I have come to believe that the time is right for a redistribution of this kind of magnitude, one that radically shifts some structures of proclamation, because these parents are ready. The pandemic sped up a process that was already in motion. The parents engaging with us today are not the same parents I saw in religious education ten years ago—many were disengaged, skeptical, and frustrating to work with. These parents are far more cooperative, eager, enthusiastic, and engaged. There are also fewer of them. Nearly of our programs had been shrinking over the last decade along the same trend lines as many of the parishes in the archdiocese.
The time was right for a redistribution and large structures once fruitful needed to be renewed by being pruned, so they can grow again. It all reminds me of Ratzinger’s now famous observation:
[The Church] will no longer be able to inhabit many of the edifices she built in prosperity. . . As a small society, [the Church] will make much bigger demands on the initiative of her individual members . . . And so it seems certain to me that the Church is facing very hard times. The real crisis has scarcely begun . . . But I am equally certain about what will remain at the end: not the Church of the political cult, which is dead already, but the Church of faith. She may well no longer be the dominant social power to the extent that she was until recently; but she will enjoy a fresh blossoming and be seen as man’s home, where he will find life and hope beyond death.

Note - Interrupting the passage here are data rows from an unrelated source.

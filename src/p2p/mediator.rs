//! Rendezvous mediator.
//!
//! The mediator never carries application data. It mints cookies and shared
//! secrets, pairs the two registrants of a session and tells each the other's
//! inner and outer endpoints.

use std::collections::HashMap;
use std::net::{IpAddr, Ipv4Addr, SocketAddr};
use std::sync::Arc;
use std::time::{Duration, Instant, SystemTime, UNIX_EPOCH};

use tokio::sync::oneshot;
use tokio::time::{MissedTickBehavior, interval};
use tracing::{debug, trace, warn};

use super::message::RendezvousMessage;
use crate::core::{COOKIE_NONCE_SIZE, COOKIE_RESOLUTION, CryptoError, EmiError, RendezvousFailure};
use crate::crypto::{Cookie, CookieMint, SIDE_SHARED, SharedSecret};
use crate::transport::{DEFAULT_RECV_BUFFER_SIZE, DatagramSocket};

/// How long a session is remembered after its last registration. Covers the
/// cookie lifetime so a consumed cookie stays consumed.
pub const SESSION_LIFETIME: Duration = Duration::from_secs(2 * COOKIE_RESOLUTION.as_secs());

/// Mediator configuration.
#[derive(Debug, Clone, PartialEq, Eq)]
pub struct MediatorConfig {
    /// Local address to bind to.
    pub address: IpAddr,
    /// Local port to bind to. Zero picks an ephemeral port.
    pub port: u16,
    /// How long sessions are remembered.
    pub session_lifetime: Duration,
}

impl Default for MediatorConfig {
    fn default() -> Self {
        Self {
            address: IpAddr::V4(Ipv4Addr::UNSPECIFIED),
            port: 0,
            session_lifetime: SESSION_LIFETIME,
        }
    }
}

impl MediatorConfig {
    /// Set the bind address.
    pub fn with_address(mut self, address: IpAddr) -> Self {
        self.address = address;
        self
    }

    /// Set the bind port.
    pub fn with_port(mut self, port: u16) -> Self {
        self.port = port;
        self
    }
}

#[derive(Debug, Clone, Copy, PartialEq, Eq)]
struct Registrant {
    outer: SocketAddr,
    inner: SocketAddr,
    side: u8,
}

#[derive(Debug, Clone, Copy)]
enum Session {
    Waiting(Registrant),
    Matched([Registrant; 2]),
}

#[derive(Debug)]
struct Entry {
    session: Session,
    expires_at: Instant,
}

/// Session table of a mediator.
#[derive(Debug)]
pub struct MediatorState {
    mint: Arc<CookieMint>,
    sessions: HashMap<[u8; COOKIE_NONCE_SIZE], Entry>,
    lifetime: Duration,
}

impl MediatorState {
    /// Create an empty table verifying cookies with `mint`.
    pub fn new(mint: Arc<CookieMint>, lifetime: Duration) -> Self {
        Self {
            mint,
            sessions: HashMap::new(),
            lifetime,
        }
    }

    /// Sessions currently remembered.
    pub fn len(&self) -> usize {
        self.sessions.len()
    }

    /// Whether no session is remembered.
    pub fn is_empty(&self) -> bool {
        self.sessions.is_empty()
    }

    /// Handle a registration from `from`. Returns the replies to send.
    pub fn handle_register(
        &mut self,
        cookie: &Cookie,
        inner: SocketAddr,
        from: SocketAddr,
        unix_secs: u64,
        now: Instant,
    ) -> Vec<(SocketAddr, RendezvousMessage)> {
        let session = *cookie.nonce();
        if !self.mint.verify(cookie, unix_secs) {
            trace!(%from, "invalid cookie");
            return vec![(
                from,
                RendezvousMessage::Rejected {
                    session,
                    reason: RendezvousFailure::InvalidCookie,
                },
            )];
        }
        let registrant = Registrant {
            outer: from,
            inner,
            side: cookie.side(),
        };
        let expires_at = now + self.lifetime;

        let Some(entry) = self.sessions.get_mut(&session) else {
            debug!(%from, "session opened");
            self.sessions.insert(
                session,
                Entry {
                    session: Session::Waiting(registrant),
                    expires_at,
                },
            );
            return vec![(from, RendezvousMessage::Waiting { session })];
        };

        let current = entry.session;
        match current {
            Session::Waiting(first) if first.outer == from || same_side(&first, &registrant) => {
                // Retry, or the same side coming back from a new address.
                entry.session = Session::Waiting(registrant);
                entry.expires_at = expires_at;
                vec![(from, RendezvousMessage::Waiting { session })]
            }
            Session::Waiting(first) => {
                debug!(first = %first.outer, second = %from, "session matched");
                let pair = [first, registrant];
                entry.session = Session::Matched(pair);
                entry.expires_at = expires_at;
                vec![
                    (pair[0].outer, matched(session, 0, &pair)),
                    (pair[1].outer, matched(session, 1, &pair)),
                ]
            }
            Session::Matched(pair) => match pair.iter().position(|r| r.outer == from) {
                Some(role) => vec![(from, matched(session, role, &pair))],
                None => {
                    trace!(%from, "cookie already consumed");
                    vec![(
                        from,
                        RendezvousMessage::Rejected {
                            session,
                            reason: RendezvousFailure::CookieConsumed,
                        },
                    )]
                }
            },
        }
    }

    /// Forget sessions past their lifetime.
    pub fn expire(&mut self, now: Instant) {
        self.sessions.retain(|_, entry| entry.expires_at > now);
    }
}

fn same_side(a: &Registrant, b: &Registrant) -> bool {
    a.side != SIDE_SHARED && a.side == b.side
}

fn matched(session: [u8; COOKIE_NONCE_SIZE], role: usize, pair: &[Registrant; 2]) -> RendezvousMessage {
    let other = &pair[1 - role];
    RendezvousMessage::Matched {
        session,
        role: role as u8,
        your_outer: pair[role].outer,
        peer_inner: other.inner,
        peer_outer: other.outer,
    }
}

fn unix_now() -> u64 {
    SystemTime::now()
        .duration_since(UNIX_EPOCH)
        .map_or(0, |d| d.as_secs())
}

/// A running mediator.
///
/// Dropping it stops the task.
#[derive(Debug)]
pub struct MediatorSocket {
    mint: Arc<CookieMint>,
    local_addr: SocketAddr,
    shutdown_tx: Option<oneshot::Sender<()>>,
}

impl MediatorSocket {
    /// Bind and start a mediator with a fresh server secret.
    pub async fn open(config: MediatorConfig) -> Result<Self, EmiError> {
        let socket = DatagramSocket::bind(SocketAddr::new(config.address, config.port)).await?;
        let local_addr = socket.local_addr()?;
        let mint = Arc::new(CookieMint::generate());
        let state = MediatorState::new(Arc::clone(&mint), config.session_lifetime);
        let (shutdown_tx, shutdown_rx) = oneshot::channel();

        tokio::spawn(run(socket, state, shutdown_rx));
        debug!(%local_addr, "mediator open");

        Ok(Self {
            mint,
            local_addr,
            shutdown_tx: Some(shutdown_tx),
        })
    }

    /// Address peers register with.
    pub fn local_addr(&self) -> SocketAddr {
        self.local_addr
    }

    /// Mint a cookie both peers present.
    pub fn generate_cookie(&self) -> Result<Cookie, CryptoError> {
        self.mint.mint(unix_now())
    }

    /// Mint a cookie pair, one for each peer.
    pub fn generate_cookie_pair(&self) -> Result<(Cookie, Cookie), CryptoError> {
        self.mint.mint_pair(unix_now())
    }

    /// Generate a shared secret for the two peers.
    pub fn generate_shared_secret(&self) -> SharedSecret {
        SharedSecret::generate()
    }

    /// Stop the mediator.
    pub fn close(mut self) {
        self.shutdown();
    }

    fn shutdown(&mut self) {
        if let Some(tx) = self.shutdown_tx.take() {
            let _ = tx.send(());
        }
    }
}

impl Drop for MediatorSocket {
    fn drop(&mut self) {
        self.shutdown();
    }
}

async fn run(socket: DatagramSocket, mut state: MediatorState, mut shutdown_rx: oneshot::Receiver<()>) {
    let mut buf = vec![0u8; DEFAULT_RECV_BUFFER_SIZE];
    let mut sweep = interval(COOKIE_RESOLUTION / 10);
    sweep.set_missed_tick_behavior(MissedTickBehavior::Delay);

    loop {
        tokio::select! {
            _ = &mut shutdown_rx => break,
            _ = sweep.tick() => state.expire(Instant::now()),
            received = socket.recv_from(&mut buf) => {
                let (len, from) = match received {
                    Ok(r) => r,
                    Err(e) => {
                        warn!(error = %e, "mediator receive failed");
                        continue;
                    }
                };
                let replies = match RendezvousMessage::decode(&buf[..len]) {
                    Ok(RendezvousMessage::Register { cookie, inner }) => {
                        state.handle_register(&cookie, inner, from, unix_now(), Instant::now())
                    }
                    Ok(_) => continue,
                    Err(e) => {
                        trace!(%from, error = %e, "dropping datagram");
                        continue;
                    }
                };
                for (to, reply) in replies {
                    if let Err(e) = socket.send_to(&reply.encode(), to).await {
                        warn!(%to, error = %e, "mediator send failed");
                    }
                }
            }
        }
    }
    debug!(sessions = state.len(), "mediator closed");
}

#[cfg(test)]
mod tests {
    use super::*;

    const NOW_SECS: u64 = 1_700_000_000;

    fn addr(s: &str) -> SocketAddr {
        s.parse().unwrap()
    }

    fn new_state() -> (MediatorState, Arc<CookieMint>) {
        let mint = Arc::new(CookieMint::from_secret([1; 32]));
        (MediatorState::new(Arc::clone(&mint), SESSION_LIFETIME), mint)
    }

    #[test]
    fn test_pairs_two_registrants() {
        let (mut state, mint) = new_state();
        let now = Instant::now();
        let cookie = mint.mint(NOW_SECS).unwrap();
        let a = addr("1.1.1.1:100");
        let b = addr("2.2.2.2:200");

        let replies = state.handle_register(&cookie, addr("10.0.0.1:100"), a, NOW_SECS, now);
        assert_eq!(replies.len(), 1);
        assert!(matches!(replies[0].1, RendezvousMessage::Waiting { .. }));

        let replies = state.handle_register(&cookie, addr("10.0.0.2:200"), b, NOW_SECS, now);
        assert_eq!(replies.len(), 2);
        assert_eq!(replies[0].0, a);
        assert_eq!(
            replies[0].1,
            RendezvousMessage::Matched {
                session: *cookie.nonce(),
                role: 0,
                your_outer: a,
                peer_inner: addr("10.0.0.2:200"),
                peer_outer: b,
            }
        );
        assert_eq!(replies[1].0, b);
        assert!(matches!(
            replies[1].1,
            RendezvousMessage::Matched { role: 1, peer_outer, .. } if peer_outer == a
        ));
    }

    #[test]
    fn test_repeated_register_is_idempotent() {
        let (mut state, mint) = new_state();
        let now = Instant::now();
        let cookie = mint.mint(NOW_SECS).unwrap();
        let a = addr("1.1.1.1:100");
        let b = addr("2.2.2.2:200");
        state.handle_register(&cookie, a, a, NOW_SECS, now);
        state.handle_register(&cookie, a, a, NOW_SECS, now);
        state.handle_register(&cookie, b, b, NOW_SECS, now);

        // A lost Matched is resent on retry, to the retrying peer only.
        let replies = state.handle_register(&cookie, b, b, NOW_SECS, now);
        assert_eq!(replies.len(), 1);
        assert!(matches!(
            replies[0].1,
            RendezvousMessage::Matched { role: 1, .. }
        ));
    }

    #[test]
    fn test_consumed_cookie_rejected() {
        let (mut state, mint) = new_state();
        let now = Instant::now();
        let cookie = mint.mint(NOW_SECS).unwrap();
        state.handle_register(&cookie, addr("1.1.1.1:1"), addr("1.1.1.1:1"), NOW_SECS, now);
        state.handle_register(&cookie, addr("2.2.2.2:2"), addr("2.2.2.2:2"), NOW_SECS, now);

        let intruder = addr("3.3.3.3:3");
        let replies = state.handle_register(&cookie, intruder, intruder, NOW_SECS, now);
        assert_eq!(
            replies,
            vec![(
                intruder,
                RendezvousMessage::Rejected {
                    session: *cookie.nonce(),
                    reason: RendezvousFailure::CookieConsumed,
                }
            )]
        );
    }

    #[test]
    fn test_invalid_and_expired_cookies() {
        let (mut state, _) = new_state();
        let now = Instant::now();
        let foreign = CookieMint::from_secret([2; 32]).mint(NOW_SECS).unwrap();
        let a = addr("1.1.1.1:1");
        let replies = state.handle_register(&foreign, a, a, NOW_SECS, now);
        assert!(matches!(
            replies[0].1,
            RendezvousMessage::Rejected {
                reason: RendezvousFailure::InvalidCookie,
                ..
            }
        ));

        let (mut state, mint) = new_state();
        let old = mint.mint(NOW_SECS - 3 * COOKIE_RESOLUTION.as_secs()).unwrap();
        let replies = state.handle_register(&old, a, a, NOW_SECS, now);
        assert!(matches!(
            replies[0].1,
            RendezvousMessage::Rejected {
                reason: RendezvousFailure::InvalidCookie,
                ..
            }
        ));
        assert!(state.is_empty());
    }

    #[test]
    fn test_cookie_pair_sides() {
        let (mut state, mint) = new_state();
        let now = Instant::now();
        let (first, second) = mint.mint_pair(NOW_SECS).unwrap();
        let a = addr("1.1.1.1:1");
        let a_moved = addr("1.1.1.1:9");
        let b = addr("2.2.2.2:2");
        state.handle_register(&first, a, a, NOW_SECS, now);
        // Same side from a new port replaces the registration.
        let replies = state.handle_register(&first, a_moved, a_moved, NOW_SECS, now);
        assert!(matches!(replies[0].1, RendezvousMessage::Waiting { .. }));

        let replies = state.handle_register(&second, b, b, NOW_SECS, now);
        assert_eq!(replies.len(), 2);
        assert_eq!(replies[0].0, a_moved);
    }

    #[test]
    fn test_sessions_expire() {
        let (mut state, mint) = new_state();
        let now = Instant::now();
        let cookie = mint.mint(NOW_SECS).unwrap();
        let a = addr("1.1.1.1:1");
        state.handle_register(&cookie, a, a, NOW_SECS, now);
        state.expire(now + SESSION_LIFETIME / 2);
        assert_eq!(state.len(), 1);
        state.expire(now + SESSION_LIFETIME);
        assert!(state.is_empty());
    }

    #[tokio::test]
    async fn test_mediator_socket_answers_register() {
        let mediator = MediatorSocket::open(
            MediatorConfig::default().with_address(IpAddr::V4(Ipv4Addr::LOCALHOST)),
        )
        .await
        .unwrap();
        let cookie = mediator.generate_cookie().unwrap();
        assert_eq!(cookie.side(), SIDE_SHARED);

        let peer = DatagramSocket::bind(addr("127.0.0.1:0")).await.unwrap();
        let inner = peer.local_addr().unwrap();
        let register = RendezvousMessage::Register { cookie, inner };
        peer.send_to(&register.encode(), mediator.local_addr())
            .await
            .unwrap();

        let mut buf = [0u8; 256];
        let (len, from) = peer.recv_from(&mut buf).await.unwrap();
        assert_eq!(from, mediator.local_addr());
        assert!(matches!(
            RendezvousMessage::decode(&buf[..len]).unwrap(),
            RendezvousMessage::Waiting { .. }
        ));
    }
}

With a smaller, more concentrated, and more serious cadre of parents, now is the time for a redistribution of the means of formation—and hopefully, by God’s grace, it can contribute to that fresh blossoming of the faith.
1 Someone will surely jump in at this point and argue that Jesus or the Holy Spirit is the real hero. I agree. But, it is also true that the proclamation of the Gospel is mediated—the Evangelists’ “great commissions” make this clear—and the most proximate mediation for most of us is the family.
2 After nearly 14 years of ministry, I recently stepped down from my role to “redistribute” the time I was spending doing ministry on nights and weekends back to my family.